Como casi nadie tenía entonces teléfono al hombre o a la mujer de las inyecciones había que ir a darles el recado a su propia casa. Para los resfriados  que tardaban en curarse había que  recurrir a las inyecciones, así como para los niños que no terminaban de dar el estirón y el médico les recetaba varias cajas de vitamina para que crecieran. Cuando el practicante llegaba, ya tenía preparado el alcohol y el algodón encima de la mesa y la hornilla para que pusiera a hervir la caja metálica que encerraba la jeringa y la terrible aguja. Qué momentos de tensión, de dolor prematuro, cuando veíamos al de las inyecciones romper la cabeza de la ampolla con aquella sierra diminuta cuyo sonido ya nos hacía temblar. Cada instante se hacía eterno: el momento de bajarnos el pantalón, los toques sutiles que nos daban sobre el glúteo con el algodón mojado antes de clavar la aguja, las palabras del ejecutor que trataba de calmarnos diciendo aquella frase, tan repetida como falsa de: “Ya verás como no te va a doler”. Y claro, al que no le dolía era a él, sino a las pobres víctimas que nos quedábamos con la pierna muerta durante media hora y un profundo sabor amargo en medio de la boca. 



Cuando el practicante se iba, su rastro se quedaba durante horas como un maldito perfume que se incorporaba a los olores cotidianos de la casa. El olor del alcohol, de las vitaminas o de la penicilina que acababa de inyectar, se quedaba impregnado en las cortinas, en la falda de la mesa de camilla y sobre todo, en ese rincón de nuestra memoria donde residían los peores recuerdos de nuestra infancia. En cada barrio, y a veces en cada calle, había un hombre o una mujer que se ganaban un sueldo diario poniendo inyecciones por las casas. Les temíamos más que al hombre del saco de los cuentos, más que a una vara verde como se decía entonces,  y cada vez que los veíamos por la calle nos poníamos a temblar, creyendo que otra vez venían a buscarnos.

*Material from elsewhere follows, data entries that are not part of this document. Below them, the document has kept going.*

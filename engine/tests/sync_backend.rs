//! Sync client and context tests against an in-process fake backend.
//!
//! The fake speaks the same HTTP protocol as the reference server and keeps
//! its tasks in memory.

use axum::extract::{Path, State};
use axum::http::StatusCode;
use axum::response::{IntoResponse, Response};
use axum::routing::{delete, get};
use axum::{Json, Router};
use chrono::{DateTime, Utc};
use ordo_sync::sync::{
    AlwaysOnline, OnlineFlag, PushRequest, PushResponse, PushResults, SyncRecord, SyncTransport,
};
use ordo_sync::{
    AppContext, Boot, Config, NewTask, SyncClient, SyncError, SyncPhase, Task, TaskPatch,
};
use serde_json::json;
use std::collections::HashMap;
use std::sync::{Arc, Mutex};
use std::time::Duration;
use tempfile::TempDir;

#[derive(Clone, Default)]
struct Backend {
    tasks: Arc<Mutex<HashMap<String, SyncRecord>>>,
}

impl Backend {
    fn len(&self) -> usize {
        self.tasks.lock().unwrap().len()
    }

    fn get(&self, id: &str) -> Option<SyncRecord> {
        self.tasks.lock().unwrap().get(id).cloned()
    }

    fn insert(&self, record: SyncRecord) {
        self.tasks.lock().unwrap().insert(record.id.clone(), record);
    }
}

async fn health() -> Json<serde_json::Value> {
    Json(json!({ "status": "ok", "timestamp": Utc::now() }))
}

async fn push(State(backend): State<Backend>, Json(request): Json<PushRequest>) -> Json<PushResponse> {
    let mut tasks = backend.tasks.lock().unwrap();
    let mut results = PushResults::default();

    for record in request.tasks {
        let stored = tasks.get(&record.id).map(|r| r.updated_at);
        match stored {
            None => {
                results.created += 1;
                tasks.insert(record.id.clone(), record);
            }
            Some(stored) if record.updated_at >= stored => {
                results.updated += 1;
                tasks.insert(record.id.clone(), record);
            }
            Some(_) => {}
        }
    }

    let synced = results.created + results.updated;
    Json(PushResponse {
        success: true,
        results: Some(results),
        message: Some(format!("Synced {synced} tasks")),
        error: None,
        details: None,
    })
}

async fn pull(State(backend): State<Backend>) -> Json<serde_json::Value> {
    let tasks: Vec<SyncRecord> = backend.tasks.lock().unwrap().values().cloned().collect();
    Json(json!({ "success": true, "tasks": tasks }))
}

async fn pull_since(State(backend): State<Backend>, Path(since): Path<String>) -> Response {
    let Ok(since) = DateTime::parse_from_rfc3339(&since).map(|d| d.with_timezone(&Utc)) else {
        return (
            StatusCode::BAD_REQUEST,
            Json(json!({ "error": "Invalid timestamp format" })),
        )
            .into_response();
    };
    let tasks: Vec<SyncRecord> = backend
        .tasks
        .lock()
        .unwrap()
        .values()
        .filter(|r| r.updated_at >= since)
        .cloned()
        .collect();
    Json(json!({ "success": true, "tasks": tasks })).into_response()
}

async fn remove(State(backend): State<Backend>, Path(id): Path<String>) -> Response {
    match backend.tasks.lock().unwrap().remove(&id) {
        Some(_) => Json(json!({ "success": true, "message": format!("Task {id} deleted successfully") }))
            .into_response(),
        None => (StatusCode::NOT_FOUND, Json(json!({ "error": "Task not found" }))).into_response(),
    }
}

fn router(backend: Backend) -> Router {
    Router::new()
        .route("/health", get(health))
        .route("/sync/tasks", get(pull).post(push))
        .route("/sync/tasks/since/{ts}", get(pull_since))
        .route("/sync/tasks/{id}", delete(remove))
        .with_state(backend)
}

async fn serve(app: Router) -> String {
    let listener = tokio::net::TcpListener::bind("127.0.0.1:0").await.unwrap();
    let addr = listener.local_addr().unwrap();
    tokio::spawn(async move {
        axum::serve(listener, app).await.unwrap();
    });
    format!("http://{addr}")
}

async fn fake_backend() -> (Backend, SyncClient) {
    let backend = Backend::default();
    let url = serve(router(backend.clone())).await;
    (backend, SyncClient::new(url))
}

fn record(id: &str, updated_ms: i64) -> SyncRecord {
    SyncRecord::from_task(&Task {
        id: id.into(),
        title: format!("task {id}"),
        description: Some("from test".into()),
        completed: false,
        created_at: 1_706_745_600_000,
        updated_at: updated_ms,
        due_date: None,
        user_id: None,
    })
    .unwrap()
}

fn test_config(dir: &TempDir, backend_url: &str) -> Config {
    Config {
        data_dir: dir.path().to_path_buf(),
        backend_url: backend_url.to_string(),
        health_timeout: Duration::from_secs(2),
        request_timeout: Duration::from_secs(5),
        ..Config::default()
    }
}

// ============================================================================
// Sync Client
// ============================================================================

#[tokio::test]
async fn health_probe_reports_online() {
    let (_, client) = fake_backend().await;
    assert!(client.is_online().await);
}

#[tokio::test]
async fn unhealthy_backend_is_offline() {
    let app = Router::new().route("/health", get(|| async { StatusCode::SERVICE_UNAVAILABLE }));
    let client = SyncClient::new(serve(app).await);
    assert!(!client.is_online().await);
}

#[tokio::test]
async fn pushing_the_same_record_twice_updates_instead_of_duplicating() {
    let (backend, client) = fake_backend().await;
    let task = record("t-1", 1_706_745_601_000);

    let first = client.push_tasks(&[task.clone()]).await.unwrap();
    assert_eq!((first.created, first.updated), (1, 0));

    let second = client.push_tasks(&[task]).await.unwrap();
    assert_eq!((second.created, second.updated), (0, 1));
    assert!(second.errors.is_empty());
    assert_eq!(backend.len(), 1);
}

#[tokio::test]
async fn pull_and_incremental_pull() {
    let (backend, client) = fake_backend().await;
    backend.insert(record("old", 1_706_745_600_000));
    backend.insert(record("new", 1_706_832_000_000));

    let all = client.pull_tasks().await.unwrap();
    assert_eq!(all.len(), 2);

    let since = DateTime::parse_from_rfc3339("2024-02-01T12:00:00Z")
        .unwrap()
        .with_timezone(&Utc);
    let recent = client.pull_tasks_since(since).await.unwrap();
    assert_eq!(recent.len(), 1);
    assert_eq!(recent[0].id, "new");
}

#[tokio::test]
async fn delete_reports_missing_records() {
    let (backend, client) = fake_backend().await;
    backend.insert(record("t-1", 1_706_745_600_000));

    client.delete_task("t-1").await.unwrap();
    assert_eq!(backend.len(), 0);

    let failure = client.delete_task("t-1").await.unwrap_err();
    assert_eq!(failure.kind, SyncError::Rejected);
    assert_eq!(failure.error, "Task not found");
    assert!(failure.is_not_found());
}

#[tokio::test]
async fn server_errors_become_typed_failures() {
    let app = Router::new().route(
        "/sync/tasks",
        get(|| async { (StatusCode::OK, "<html>maintenance</html>") }).post(|| async {
            (
                StatusCode::INTERNAL_SERVER_ERROR,
                Json(json!({ "error": "Failed to sync tasks", "details": "connection reset" })),
            )
        }),
    );
    let client = SyncClient::new(serve(app).await);

    let failure = client.push_tasks(&[record("t-1", 1)]).await.unwrap_err();
    assert_eq!(failure.kind, SyncError::Rejected);
    assert_eq!(failure.error, "Failed to sync tasks");
    assert_eq!(failure.details.as_deref(), Some("connection reset"));
    assert_eq!(failure.status, Some(500));

    let failure = client.pull_tasks().await.unwrap_err();
    assert_eq!(failure.kind, SyncError::Decode);
    assert_eq!(failure.error, "Failed to pull tasks");
}

#[tokio::test]
async fn bidirectional_pushes_then_pulls() {
    let (backend, client) = fake_backend().await;
    backend.insert(record("remote", 1_706_745_600_000));

    let outcome = client
        .sync_bidirectional(&[record("local", 1_706_745_600_000)], None)
        .await;

    assert!(outcome.success());
    assert_eq!(outcome.push.unwrap().created, 1);
    assert_eq!(outcome.pull.unwrap().len(), 2);
}

// ============================================================================
// Application Context
// ============================================================================

#[tokio::test]
async fn local_writes_are_auto_synced() {
    let (backend, client) = fake_backend().await;
    let dir = TempDir::new().unwrap();
    let config = test_config(&dir, client.base_url());

    let ctx = AppContext::init_with(config, Arc::new(client), Arc::new(AlwaysOnline))
        .await
        .unwrap();

    let kept = ctx.create_task(NewTask::titled("kept")).await.unwrap();
    let gone = ctx.create_task(NewTask::titled("gone")).await.unwrap();
    ctx.update_task(&kept.id, TaskPatch::completed(true)).await.unwrap();
    ctx.delete_task(&gone.id).await.unwrap();

    let auto_sync_stats = {
        let mut ctx = ctx;
        ctx.auto_sync.shutdown().await;
        let stats = ctx.auto_sync.stats();
        ctx.teardown().await;
        stats
    };

    assert_eq!(auto_sync_stats.pushed, 3);
    assert_eq!(auto_sync_stats.deleted, 1);
    assert_eq!(auto_sync_stats.failed, 0);
    assert_eq!(backend.len(), 1);
    assert!(backend.get(&kept.id).unwrap().completed);
}

#[tokio::test]
async fn local_writes_survive_an_unreachable_backend() {
    let dir = TempDir::new().unwrap();
    let config = test_config(&dir, "http://127.0.0.1:9");
    let client = SyncClient::with_timeouts(
        "http://127.0.0.1:9",
        Duration::from_millis(300),
        Duration::from_millis(300),
    );
    let flag = OnlineFlag::new(false);

    let ctx = AppContext::init_with(config, Arc::new(client), Arc::new(flag.clone()))
        .await
        .unwrap();

    let task = ctx.create_task(NewTask::titled("offline")).await.unwrap();
    let failure = ctx.sync.sync_to_cloud(&[task.clone()]).await.unwrap_err();
    assert_eq!(failure.kind, SyncError::Offline);
    assert_eq!(ctx.sync.state().phase, SyncPhase::Error);

    flag.set(true);
    let failure = ctx.sync.sync_to_cloud(&[task.clone()]).await.unwrap_err();
    assert_eq!(failure.kind, SyncError::BackendUnavailable);

    assert_eq!(ctx.tasks.get(&task.id).await.unwrap(), Some(task));
    ctx.teardown().await;
}

#[tokio::test]
async fn sync_and_merge_reconciles_both_sides() {
    let (backend, client) = fake_backend().await;
    let dir = TempDir::new().unwrap();
    let config = Config {
        auto_sync: false,
        ..test_config(&dir, client.base_url())
    };
    let ctx = AppContext::init_with(config, Arc::new(client), Arc::new(AlwaysOnline))
        .await
        .unwrap();

    let local = ctx.tasks.create(NewTask::titled("local")).await.unwrap();
    backend.insert(record("remote", 1_706_745_600_000));

    let report = ctx.sync.sync_and_merge(&ctx.tasks).await.unwrap();
    assert_eq!(report.pushed.created, 1);
    assert_eq!(report.pulled, 2);
    assert_eq!(report.merge.inserted, 1);
    assert!(report.message.starts_with("Successfully synced! Created: 1"));

    let ids: Vec<_> = ctx
        .tasks
        .list()
        .await
        .unwrap()
        .into_iter()
        .map(|t| t.id)
        .collect();
    assert!(ids.contains(&local.id));
    assert!(ids.contains(&"remote".to_string()));
    assert_eq!(backend.len(), 2);
    assert!(ctx.sync.state().last_sync_time.is_some());

    ctx.teardown().await;
}

#[tokio::test]
async fn merge_after_push_only_sync_still_pulls_older_remote_tasks() {
    let (backend, client) = fake_backend().await;
    let dir = TempDir::new().unwrap();
    let config = Config {
        auto_sync: false,
        ..test_config(&dir, client.base_url())
    };
    let ctx = AppContext::init_with(config, Arc::new(client), Arc::new(AlwaysOnline))
        .await
        .unwrap();

    backend.insert(record("remote", Utc::now().timestamp_millis() - 60_000));

    ctx.sync.sync_to_cloud(&[]).await.unwrap();
    assert_eq!(ctx.sync.state().last_pull_time, None);

    let report = ctx.sync.sync_and_merge(&ctx.tasks).await.unwrap();
    assert_eq!(report.pulled, 1);
    assert_eq!(report.merge.inserted, 1);
    assert!(ctx.tasks.get("remote").await.unwrap().is_some());

    ctx.teardown().await;
}

#[tokio::test]
async fn reopening_reattaches_to_persisted_tasks() {
    let dir = TempDir::new().unwrap();
    let config = Config {
        auto_sync: false,
        ..test_config(&dir, "http://127.0.0.1:9")
    };

    let ctx = AppContext::init(config.clone()).await.unwrap();
    let task = ctx.tasks.create(NewTask::titled("persisted")).await.unwrap();
    ctx.teardown().await;

    let ctx = AppContext::init(config).await.unwrap();
    assert_eq!(ctx.tasks.list().await.unwrap(), vec![task]);
    ctx.teardown().await;
}

#[tokio::test]
async fn unusable_data_dir_boots_degraded() {
    let file = tempfile::NamedTempFile::new().unwrap();
    let config = Config {
        data_dir: file.path().to_path_buf(),
        auto_sync: false,
        ..Config::default()
    };

    match AppContext::boot(config).await {
        Boot::Degraded { error } => assert!(matches!(error, ordo_sync::Error::StoreUnavailable { .. })),
        Boot::Ready(_) => panic!("store should not open under a regular file"),
    }
}
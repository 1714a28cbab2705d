//! Record service for the `todos` table.

use super::Aggregate;
use crate::error::{Error, Result};
use crate::record::{new_record_id, next_timestamp, now_millis, NewTodo, Todo, TodoPatch};
use crate::store::LocalStore;
use sqlx::sqlite::SqliteRow;
use sqlx::{QueryBuilder, Row, Sqlite};

const TABLE: &str = "todos";

const COLUMNS: &str = "id, name, number, created_at, updated_at";

/// Default page size for [`TodoService::top`].
pub const DEFAULT_TOP_LIMIT: i64 = 5;

fn todo_from_row(row: &SqliteRow) -> Result<Todo> {
    Ok(Todo {
        id: row.try_get("id")?,
        name: row.try_get("name")?,
        number: row.try_get("number")?,
        created_at: row.try_get("created_at")?,
        updated_at: row.try_get("updated_at")?,
    })
}

/// CRUD and analytics over todos.
#[derive(Debug, Clone)]
pub struct TodoService {
    store: LocalStore,
}

impl TodoService {
    pub fn new(store: LocalStore) -> Self {
        Self { store }
    }

    pub async fn create(&self, new: NewTodo) -> Result<Todo> {
        let now = now_millis();
        let row = sqlx::query(&format!(
            "INSERT INTO {TABLE} ({COLUMNS}) VALUES (?1, ?2, ?3, ?4, ?4) RETURNING {COLUMNS}"
        ))
        .bind(new_record_id())
        .bind(&new.name)
        .bind(new.number)
        .bind(now)
        .fetch_optional(self.store.pool())
        .await?
        .ok_or_else(|| Error::InsertFailed(TABLE.to_string()))?;

        let todo = todo_from_row(&row)?;
        tracing::info!(todo_id = %todo.id, name = %todo.name, "Todo created");
        Ok(todo)
    }

    pub async fn get(&self, id: &str) -> Result<Option<Todo>> {
        let row = sqlx::query(&format!("SELECT {COLUMNS} FROM {TABLE} WHERE id = ?1"))
            .bind(id)
            .fetch_optional(self.store.pool())
            .await?;

        row.as_ref().map(todo_from_row).transpose()
    }

    /// Apply `patch`, writing only the fields it sets.
    pub async fn update(&self, id: &str, patch: TodoPatch) -> Result<Todo> {
        let current = self
            .get(id)
            .await?
            .ok_or_else(|| Error::NotFound(id.to_string()))?;

        let mut query = QueryBuilder::<Sqlite>::new(format!("UPDATE {TABLE} SET updated_at = "));
        query.push_bind(next_timestamp(current.updated_at));
        if let Some(name) = patch.name {
            query.push(", name = ").push_bind(name);
        }
        if let Some(number) = patch.number {
            query.push(", number = ").push_bind(number);
        }
        query.push(" WHERE id = ").push_bind(id.to_string());
        query.push(format!(" RETURNING {COLUMNS}"));

        let row = query
            .build()
            .fetch_optional(self.store.pool())
            .await?
            .ok_or_else(|| Error::NotFound(id.to_string()))?;

        let todo = todo_from_row(&row)?;
        tracing::info!(todo_id = %todo.id, "Todo updated");
        Ok(todo)
    }

    /// Delete a todo; unknown ids are ignored.
    pub async fn delete(&self, id: &str) -> Result<bool> {
        let result = sqlx::query(&format!("DELETE FROM {TABLE} WHERE id = ?1"))
            .bind(id)
            .execute(self.store.pool())
            .await?;

        tracing::info!(todo_id = %id, "Todo deleted");
        Ok(result.rows_affected() > 0)
    }

    /// All todos, oldest first.
    pub async fn list(&self) -> Result<Vec<Todo>> {
        let rows = sqlx::query(&format!(
            "SELECT {COLUMNS} FROM {TABLE} ORDER BY created_at ASC, rowid ASC"
        ))
        .fetch_all(self.store.pool())
        .await?;

        rows.iter().map(todo_from_row).collect()
    }

    /// The `limit` todos with the highest `number`.
    pub async fn top(&self, limit: i64) -> Result<Vec<Todo>> {
        let rows = sqlx::query(&format!(
            "SELECT {COLUMNS} FROM {TABLE} ORDER BY number DESC, created_at ASC LIMIT ?1"
        ))
        .bind(limit.max(0))
        .fetch_all(self.store.pool())
        .await?;

        rows.iter().map(todo_from_row).collect()
    }

    /// Count and average of `number`.
    pub async fn aggregate(&self) -> Result<Aggregate> {
        let row = sqlx::query(&format!(
            "SELECT COUNT(*) AS count, COALESCE(AVG(number), 0.0) AS average FROM {TABLE}"
        ))
        .fetch_one(self.store.pool())
        .await?;

        Ok(Aggregate::new(row.try_get("count")?, row.try_get("average")?))
    }

    /// Delete every todo, keeping the table.
    pub async fn clear_all(&self) -> Result<u64> {
        let result = sqlx::query(&format!("DELETE FROM {TABLE}"))
            .execute(self.store.pool())
            .await?;

        tracing::info!(removed = result.rows_affected(), "All todos cleared");
        Ok(result.rows_affected())
    }
}
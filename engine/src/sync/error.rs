//! Typed failures for the sync boundary.
//!
//! Every Sync Client call resolves to `Ok` or a [`SyncFailure`]; transport
//! errors never escape past it.

use serde::Serialize;
use thiserror::Error;

/// What went wrong during a sync call.
#[derive(Debug, Clone, Copy, PartialEq, Eq, Error, Serialize)]
#[serde(rename_all = "camelCase")]
pub enum SyncError {
    #[error("network error")]
    Network,
    #[error("request timed out")]
    Timeout,
    #[error("device is offline")]
    Offline,
    #[error("sync backend is not available")]
    BackendUnavailable,
    #[error("unreadable response from sync backend")]
    Decode,
    /// The backend answered with `success: false`.
    #[error("rejected by sync backend")]
    Rejected,
    #[error("a sync is already in progress")]
    Busy,
    /// Reading or writing the local store failed during a sync.
    #[error("local store error")]
    Store,
}

/// `{ success: false, error, details }` as a Rust value.
#[derive(Debug, Clone, PartialEq, Eq, Error, Serialize)]
#[serde(rename_all = "camelCase")]
#[error("{error}")]
pub struct SyncFailure {
    pub kind: SyncError,
    /// Short human-readable reason.
    pub error: String,
    pub details: Option<String>,
    /// HTTP status, when the backend answered at all.
    #[serde(skip_serializing_if = "Option::is_none")]
    pub status: Option<u16>,
}

/// Result of a sync call.
pub type SyncOutcome<T> = std::result::Result<T, SyncFailure>;

impl SyncFailure {
    pub fn new(kind: SyncError, error: impl Into<String>) -> Self {
        Self {
            kind,
            error: error.into(),
            details: None,
            status: None,
        }
    }

    pub fn with_details(mut self, details: impl Into<String>) -> Self {
        self.details = Some(details.into());
        self
    }

    pub fn with_status(mut self, status: u16) -> Self {
        self.status = Some(status);
        self
    }

    /// Classify a transport error; `error` names the failed operation.
    pub fn from_transport(error: &str, err: &reqwest::Error) -> Self {
        let kind = if err.is_timeout() {
            SyncError::Timeout
        } else if err.is_decode() {
            SyncError::Decode
        } else {
            SyncError::Network
        };

        let failure = Self::new(kind, error).with_details(err.to_string());
        match err.status() {
            Some(status) => failure.with_status(status.as_u16()),
            None => failure,
        }
    }

    pub fn offline() -> Self {
        Self::new(SyncError::Offline, "Device is offline")
    }

    pub fn backend_unavailable() -> Self {
        Self::new(SyncError::BackendUnavailable, "Sync backend is not available")
    }

    pub fn busy() -> Self {
        Self::new(SyncError::Busy, "A sync is already in progress")
    }

    pub fn store(err: &crate::Error) -> Self {
        Self::new(SyncError::Store, "Local store error").with_details(err.to_string())
    }

    /// The backend reported the record as absent.
    pub fn is_not_found(&self) -> bool {
        self.kind == SyncError::Rejected && self.status == Some(404)
    }
}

Quién no recuerda en el Barrio Alto a Ricardo Rodríguez, el practicante de la calle Real que vivía al lado de la trapería de los filipones. Todavía está viva en La Chanca la imagen de Gloria Sevilla que lo mismo asistía a una parturienta que te daba un pinchazo certero en el glúteo. En el Quemadero era célebre Luis Criado, el hombre de las inyecciones que llegaba con su bicicleta hasta la misma puerta de las cuevas de la Fuentecica.



En el barrio de la playa hicieron carrera María Luque y Manolico Ventura, el tendero que también hacía sus pinitos como practicante. 


En los talleres de Oliveros era famoso Antonio Díaz, que había heredado la profesión de su padre, practicante de Sanidad. En la Plaza de Pavía nadie se libró de las inyecciones de Rafaelico Arcos ni de las de Adelaida Flores en la manzana de la calle de la Música. Cuánta penicilina inyectó a las mujeres del barrio de las Perchas.


Fueron célebres en la ciudad practicantes como Pepe Flores, Enrique Asensi, José Bretones y Pedro Caparros, que encontraron una buena colocación cuando se puso en macha el gran sanatorio de la Bola Azul.